Second, the liver transplant community believed that more critically ill patients would have worse outcomes using high DRI livers. In this regard, the community was not wrong. Ioannou et al14 proposed a model of matching donors and recipients based on 4 donor variables (age, ischemia time, gender, and ethnicity) and 9 recipient variables (age, body mass index, MELD score, UNOS priority status, gender, ethnicity, diabetes mellitus, liver disease, and albumin level).14 The authors studied 5 possible matches: baseline donor–baseline recipient; best donor–best recipient; average donor–average recipient; average donor–high-risk recipient; and high-risk donor–high-risk recipient. In hepatitis C virus (HCV)–negative recipients, 5-year graft survivals ranged from 92%, in the best donor–best recipient match, to 28% in the high-risk donor–high-risk recipient match. Patients transplanted for HCV showed slightly worse survival, ranging from 84% to 29%.
However, we were wrong to direct the high DRI livers to the lower MELD recipients.

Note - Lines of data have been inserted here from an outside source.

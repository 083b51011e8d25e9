//! Config command implementation.
//!
//! Generates configuration files in various formats.

use std::fs;
use std::path::PathBuf;

use crate::cli::ConfigFormat;
use crate::config::{render_config, Config};

/// Generates configuration files.
pub fn command_config(
    output: Option<PathBuf>,
    format: ConfigFormat,
    commented: bool,
) -> Result<(), Box<dyn std::error::Error>> {
    let config = Config::default();
    let output = match output {
        Some(path) => path,
        None => PathBuf::from(default_file_name(&format)),
    };

    let mut content = render_config(&config, format.clone())?;
    if commented && matches!(format, ConfigFormat::Yaml) {
        content = add_config_comments(content);
    }

    if output.to_string_lossy() == "-" {
        print!("{}", content);
    } else {
        fs::write(&output, content)?;
        println!("✅ Configuration written to: {}", output.display());
    }

    Ok(())
}

fn default_file_name(format: &ConfigFormat) -> &'static str {
    match format {
        ConfigFormat::Yaml => "proctor.yaml",
        ConfigFormat::Json => "proctor.json",
        ConfigFormat::Toml => "proctor.toml",
    }
}

/// Adds comments to YAML configuration.
fn add_config_comments(yaml: String) -> String {
    let comments = r#"# Proctor Configuration
# ======================
#
# Process Store
# -------------
# procfs_path: "/proc"             # Root of the process filesystem
# cache_dir: null                  # Snapshot directory (null = <data dir>/proctor)
# ignore_cache: false              # Never read or write the snapshot
#
# Load-time Filters
# -----------------
# include_kernel: false            # Keep kernel tasks (no executable)
# include_permission_issues: false # Keep processes whose executable could not be read
#
# Performance Tuning
# ------------------
# parallelism: null                # Scan threads (null or 0 = auto)
# scan_timeout_secs: null          # Abort a live scan after N seconds
#
# Web UI
# ------
# bind: "127.0.0.1"                # Bind IP
# port: 8080                       # HTTP port
#
# Logging
# -------
# log_level: "warn"                # off, error, warn, info, debug, trace
"#;

    format!("{comments}\n{yaml}")
}
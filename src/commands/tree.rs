//! Tree command implementation.
//!
//! Prints the ancestry of a process from the process itself up to the root.

use proctor::{resolve_ancestry, Inspector};

use crate::cli::OutputFormat;
use crate::commands::open_inspector;
use crate::config::Config;
use crate::output::render_relation;

/// Shows the ancestry chain of `pid`.
pub fn command_tree(
    pid: u32,
    config: &Config,
    format: OutputFormat,
) -> Result<(), Box<dyn std::error::Error>> {
    let mut inspector = open_inspector(config);
    let processes = inspector.get_processes()?;

    let relation = resolve_ancestry(processes, pid)?.into_relation();
    print!("{}", render_relation(&relation, format)?);
    if format == OutputFormat::Json {
        println!();
    }
    Ok(())
}
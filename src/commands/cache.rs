//! Cache command implementations.
//!
//! `refresh` forces a live scan and rewrites the snapshot, `clear-cache`
//! removes the snapshot.

use proctor::Inspector;
use std::time::Instant;

use crate::commands::open_inspector;
use crate::config::Config;

/// Rescans all processes and persists a fresh snapshot.
pub fn command_refresh(config: &Config) -> Result<(), Box<dyn std::error::Error>> {
    let mut inspector = open_inspector(config);
    let started = Instant::now();

    inspector.load_processes()?;
    let count = inspector.get_processes()?.len();

    println!(
        "✅ Loaded {} processes in {:.2}s",
        count,
        started.elapsed().as_secs_f64()
    );
    if inspector.config().ignore_cache {
        println!("   Snapshot not written (cache disabled)");
    } else {
        println!("   Snapshot written to: {}", inspector.snapshot_path().display());
    }
    Ok(())
}

/// Deletes the process snapshot.
pub fn command_clear_cache(config: &Config) -> Result<(), Box<dyn std::error::Error>> {
    let mut inspector = open_inspector(config);
    let path = inspector.snapshot_path();
    let existed = path.exists();

    inspector.clear_process_cache()?;

    if existed {
        println!("✅ Snapshot removed: {}", path.display());
    } else {
        println!("✅ No snapshot present at: {}", path.display());
    }
    Ok(())
}
/// A process's stat record as reported by the kernel.
///
/// Memory segment boundaries are kept as `0x`-prefixed hexadecimal strings,
/// every other numeric field is zero when the kernel token did not parse.
#[derive(Debug, Clone, Default, PartialEq, Eq, Serialize, Deserialize)]
pub struct ProcessStat {
    /// Process ID (`pid`).
    pub id: u32,
    /// Executable file name including the surrounding parentheses (`tcomm`).
    /// The kernel truncates it and processes may rename themselves via
    /// prctl, so it is not a reliable executable name.
    pub file_name: String,
    /// Single character run state (R, S, D, Z, T, t, X, I, ...).
    pub state: String,
    /// Parent process ID (`ppid`).
    pub parent_id: u32,
    /// Process group ID (`pgrp`).
    pub process_group: i64,
    /// Session ID (`sid`).
    pub session_id: i64,
    /// Controlling terminal (`tty_nr`), 0 when detached.
    pub tty: i64,
    /// Foreground process group of the terminal (`tty_pgrp`), -1 when none.
    pub tty_process_group: i64,
    /// Task flags, raw decimal token.
    pub task_flags: String,
    /// Minor page faults (`min_flt`).
    pub minor_faults: u64,
    /// Minor page faults of waited-for children (`cmin_flt`).
    pub minor_faults_children: u64,
    /// Major page faults (`maj_flt`).
    pub major_faults: u64,
    /// Major page faults of waited-for children (`cmaj_flt`).
    pub major_faults_children: u64,
    /// Ticks spent in user mode (`utime`).
    pub user_time: u64,
    /// Ticks spent in kernel mode (`stime`).
    pub kernel_time: u64,
    /// User mode ticks of waited-for children (`cutime`).
    pub user_time_children: i64,
    /// Kernel mode ticks of waited-for children (`cstime`).
    pub kernel_time_children: i64,
    /// Kernel scheduling priority.
    pub priority: i64,
    /// Nice value.
    pub nice: i64,
    /// Number of threads (`num_threads`).
    pub thread_count: i64,
    /// Obsolete interval timer, always 0 on modern kernels (`it_real_value`).
    pub it_real_value: i64,
    /// Ticks after boot when the process started (`start_time`).
    pub start_time: u64,
    /// Virtual memory size in bytes (`vsize`).
    pub virtual_mem_size: u64,
    /// Resident set size in pages (`rss`).
    pub resident_set_size: i64,
    /// Resident set limit in bytes (`rsslim`).
    pub rss_limit: u64,
    pub start_code: String,
    pub end_code: String,
    pub start_stack: String,
    /// Current stack pointer (`esp`), only populated for traced tasks.
    pub stack_pointer: u64,
    /// Current instruction pointer (`eip`), only populated for traced tasks.
    pub instruction_pointer: u64,
    /// Bitmap of pending signals.
    pub signals_pending: u64,
    /// Bitmap of blocked signals.
    pub signals_blocked: u64,
    /// Bitmap of ignored signals.
    pub signals_ignored: u64,
    /// Bitmap of caught signals.
    pub signals_caught: u64,
    /// Former wchan address, now a placeholder (see `/proc/<pid>/wchan`).
    pub wchan_placeholder: u64,
    /// Placeholder (`nswap`).
    pub swapped_pages: u64,
    /// Placeholder (`cnswap`).
    pub swapped_pages_children: u64,
    /// Signal sent to the parent when this process exits.
    pub exit_signal: i32,
    /// CPU the task last ran on (`task_cpu`).
    pub cpu: i32,
    /// Realtime priority (`rt_priority`).
    pub realtime_priority: u32,
    /// Scheduling policy (0 normal, 1 fifo, 2 rr, 3 batch, 5 idle, 6 deadline).
    pub scheduling_policy: u32,
    /// Aggregated block I/O delay in ticks (`blkio_ticks`).
    pub block_io_ticks: u64,
    /// Guest time in ticks (`gtime`).
    pub guest_time: u64,
    /// Guest time of waited-for children (`cgtime`).
    pub guest_time_children: i64,
    pub start_data: String,
    pub end_data: String,
    /// Start of the heap (`start_brk`).
    pub heap_start: String,
    pub arg_start: String,
    pub arg_end: String,
    pub env_start: String,
    pub env_end: String,
    /// Exit code as reported by waitpid.
    pub exit_code: i32,
}

impl ProcessStat {
    /// Total CPU time (user + kernel) in seconds.
    pub fn cpu_time_seconds(&self) -> f64 {
        (self.user_time + self.kernel_time) as f64 / *CLK_TCK
    }

    /// Human readable form of the run state.
    pub fn state_description(&self) -> &'static str {
        match self.state.as_str() {
            "R" => "running",
            "S" => "sleeping",
            "D" => "disk sleep",
            "Z" => "zombie",
            "T" => "stopped",
            "t" => "tracing stop",
            "X" | "x" => "dead",
            "K" => "wakekill",
            "W" => "waking",
            "P" => "parked",
            "I" => "idle",
            _ => "unknown",
        }
    }

    /// Serializes the record back into the positional kernel layout.
    ///
    /// Addresses are written in decimal as the kernel does, so parsing the
    /// result yields an equal `ProcessStat`.
    pub fn to_stat_line(&self) -> String {
        let tokens: [String; STAT_FIELD_COUNT] = [
            self.id.to_string(),
            self.file_name.clone(),
            self.state.clone(),
            self.parent_id.to_string(),
            self.process_group.to_string(),
            self.session_id.to_string(),
            self.tty.to_string(),
            self.tty_process_group.to_string(),
            self.task_flags.clone(),
            self.minor_faults.to_string(),
            self.minor_faults_children.to_string(),
            self.major_faults.to_string(),
            self.major_faults_children.to_string(),
            self.user_time.to_string(),
            self.kernel_time.to_string(),
            self.user_time_children.to_string(),
            self.kernel_time_children.to_string(),
            self.priority.to_string(),
            self.nice.to_string(),
            self.thread_count.to_string(),
            self.it_real_value.to_string(),
            self.start_time.to_string(),
            self.virtual_mem_size.to_string(),
            self.resident_set_size.to_string(),
            self.rss_limit.to_string(),
            decimal_address(&self.start_code),
            decimal_address(&self.end_code),
            decimal_address(&self.start_stack),
            self.stack_pointer.to_string(),
            self.instruction_pointer.to_string(),
            self.signals_pending.to_string(),
            self.signals_blocked.to_string(),
            self.signals_ignored.to_string(),
            self.signals_caught.to_string(),
            self.wchan_placeholder.to_string(),
            self.swapped_pages.to_string(),
            self.swapped_pages_children.to_string(),
            self.exit_signal.to_string(),
            self.cpu.to_string(),
            self.realtime_priority.to_string(),
            self.scheduling_policy.to_string(),
            self.block_io_ticks.to_string(),
            self.guest_time.to_string(),
            self.guest_time_children.to_string(),
            decimal_address(&self.start_data),
            decimal_address(&self.end_data),
            decimal_address(&self.heap_start),
            decimal_address(&self.arg_start),
            decimal_address(&self.arg_end),
            decimal_address(&self.env_start),
            decimal_address(&self.env_end),
            self.exit_code.to_string(),
        ];
        tokens.join(" ")
    }
}

/// Splits a stat record into positional tokens.
///
/// The file name token spans from the first `(` to the last `)` and is kept
/// whole, so names containing spaces or parentheses do not shift the fields
/// that follow it.
fn split_fields(record: &str) -> Vec<&str> {
    let record = record.trim_end_matches(['\n', '\0', ' ']);
    match (record.find('('), record.rfind(')')) {
        (Some(open), Some(close)) if open < close => {
            let mut fields: Vec<&str> = record[..open].split_whitespace().collect();
            fields.push(&record[open..=close]);
            fields.extend(record[close + 1..].split_whitespace());
            fields
        }
        _ => record.split_whitespace().collect(),
    }
}

fn num<T: FromStr + Default>(fields: &[&str], idx: usize) -> T {
    fields
        .get(idx)
        .and_then(|s| s.parse().ok())
        .unwrap_or_default()
}

fn text(fields: &[&str], idx: usize) -> String {
    fields.get(idx).map(|s| s.to_string()).unwrap_or_default()
}

/// Converts a decimal address token into `0x` notation. Absent tokens stay empty.
fn hex_address(fields: &[&str], idx: usize) -> String {
    match fields.get(idx) {
        Some(_) => format!("{:#x}", num::<u64>(fields, idx)),
        None => String::new(),
    }
}

fn decimal_address(addr: &str) -> String {
    let digits = addr.trim_start_matches("0x");
    u64::from_str_radix(digits, 16).unwrap_or(0).to_string()
}

/// Parses a raw stat record. Never fails: an empty or malformed record gives
/// a zero-value `ProcessStat`.
pub fn parse_stat(raw: &[u8]) -> ProcessStat {
    let record = String::from_utf8_lossy(raw);
    let f = split_fields(&record);

    ProcessStat {
        id: num(&f, 0),
        file_name: text(&f, 1),
        state: text(&f, 2),
        parent_id: num(&f, 3),
        process_group: num(&f, 4),
        session_id: num(&f, 5),
        tty: num(&f, 6),
        tty_process_group: num(&f, 7),
        task_flags: text(&f, 8),
        minor_faults: num(&f, 9),
        minor_faults_children: num(&f, 10),
        major_faults: num(&f, 11),
        major_faults_children: num(&f, 12),
        user_time: num(&f, 13),
        kernel_time: num(&f, 14),
        user_time_children: num(&f, 15),
        kernel_time_children: num(&f, 16),
        priority: num(&f, 17),
        nice: num(&f, 18),
        thread_count: num(&f, 19),
        it_real_value: num(&f, 20),
        start_time: num(&f, 21),
        virtual_mem_size: num(&f, 22),
        resident_set_size: num(&f, 23),
        rss_limit: num(&f, 24),
        start_code: hex_address(&f, 25),
        end_code: hex_address(&f, 26),
        start_stack: hex_address(&f, 27),
        stack_pointer: num(&f, 28),
        instruction_pointer: num(&f, 29),
        signals_pending: num(&f, 30),
        signals_blocked: num(&f, 31),
        signals_ignored: num(&f, 32),
        signals_caught: num(&f, 33),
        wchan_placeholder: num(&f, 34),
        swapped_pages: num(&f, 35),
        swapped_pages_children: num(&f, 36),
        exit_signal: num(&f, 37),
        cpu: num(&f, 38),
        realtime_priority: num(&f, 39),
        scheduling_policy: num(&f, 40),
        block_io_ticks: num(&f, 41),
        guest_time: num(&f, 42),
        guest_time_children: num(&f, 43),
        start_data: hex_address(&f, 44),
        end_data: hex_address(&f, 45),
        heap_start: hex_address(&f, 46),
        arg_start: hex_address(&f, 47),
        arg_end: hex_address(&f, 48),
        env_start: hex_address(&f, 49),
        env_end: hex_address(&f, 50),
        exit_code: num(&f, 51),
    }
}

/// Reads and parses `<proc_path>/stat`.
pub fn read_stat_file(proc_path: &Path) -> Result<ProcessStat, std::io::Error> {
    let raw = fs::read(proc_path.join(STAT_FILE))?;
    Ok(parse_stat(&raw))
}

Amin et al15 used a Markovian model with SRTR data to define the risk and benefit considerations for accepting or declining a liver offer according to the organ's potential for failure and the candidate's disease severity, as specified by MELD. They determined the 1-year survival was higher using an expanded criteria graft (ECD) versus waiting for the ideal graft in patients with MELD score of ≥20.15
How Should We Go Forward With the Study Results?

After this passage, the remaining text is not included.